WHAT YOU ARE ASKED TO DO:
Each line below should be reproduced without any alteration.

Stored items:
————

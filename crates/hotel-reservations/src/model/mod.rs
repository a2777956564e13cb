//! Domain records and the payloads that create or change them.

pub mod customer;
pub mod hotel;
pub mod reservation;

pub use customer::*;
pub use hotel::*;
pub use reservation::*;

/// Trims `value`, returning `None` when nothing is left.
pub(crate) fn non_empty(value: &str) -> Option<String> {
    let trimmed = value.trim();
    (!trimmed.is_empty()).then(|| trimmed.to_string())
}
use super::{CollectionStore, Record, StorageError};
use async_trait::async_trait;
use std::collections::HashMap;
use std::sync::{Arc, Mutex};

/// In-process adapter. Clones share the same collections.
#[derive(Debug, Clone, Default)]
pub struct MemoryStore {
    collections: Arc<Mutex<HashMap<String, Vec<Record>>>>,
}

impl MemoryStore {
    pub fn new() -> Self {
        Self::default()
    }

    /// Seeds a collection, replacing anything already there.
    pub fn with_collection(self, collection: &str, records: Vec<Record>) -> Self {
        self.lock().insert(collection.to_string(), records);
        self
    }

    fn lock(&self) -> std::sync::MutexGuard<'_, HashMap<String, Vec<Record>>> {
        // A poisoned map still holds complete snapshots; every write replaces a whole entry.
        self.collections
            .lock()
            .unwrap_or_else(|poisoned| poisoned.into_inner())
    }
}

#[async_trait]
impl CollectionStore for MemoryStore {
    async fn load(&self, collection: &str) -> Vec<Record> {
        self.lock().get(collection).cloned().unwrap_or_default()
    }

    async fn save(&self, collection: &str, records: &[Record]) -> Result<(), StorageError> {
        self.lock().insert(collection.to_string(), records.to_vec());
        Ok(())
    }
}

————

SOLUTION TO THIS EXERCISE:
filename crates/hotel-reservations/src/model/mod.rs
repository a2777956564e13cb
//! Domain records and the payloads that create or change them.

pub mod customer;
pub mod hotel;
pub mod reservation;

pub use customer::*;
pub use hotel::*;
pub use reservation::*;

/// Trims `value`, returning `None` when nothing is left.
pub(crate) fn non_empty(value: &str) -> Option<String> {
    let trimmed = value.trim();
    (!trimmed.is_empty()).then(|| trimmed.to_string())
}
use super::{CollectionStore, Record, StorageError};
use async_trait::async_trait;
use std::collections::HashMap;
use std::sync::{Arc, Mutex};

/// In-process adapter. Clones share the same collections.
#[derive(Debug, Clone, Default)]
pub struct MemoryStore {
    collections: Arc<Mutex<HashMap<String, Vec<Record>>>>,
}

impl MemoryStore {
    pub fn new() -> Self {
        Self::default()
    }

    /// Seeds a collection, replacing anything already there.
    pub fn with_collection(self, collection: &str, records: Vec<Record>) -> Self {
        self.lock().insert(collection.to_string(), records);
        self
    }

    fn lock(&self) -> std::sync::MutexGuard<'_, HashMap<String, Vec<Record>>> {
        // A poisoned map still holds complete snapshots; every write replaces a whole entry.
        self.collections
            .lock()
            .unwrap_or_else(|poisoned| poisoned.into_inner())
    }
}

#[async_trait]
impl CollectionStore for MemoryStore {
    async fn load(&self, collection: &str) -> Vec<Record> {
        self.lock().get(collection).cloned().unwrap_or_default()
    }

    async fn save(&self, collection: &str, records: &[Record]) -> Result<(), StorageError> {
        self.lock().insert(collection.to_string(), records.to_vec());
        Ok(())
    }
}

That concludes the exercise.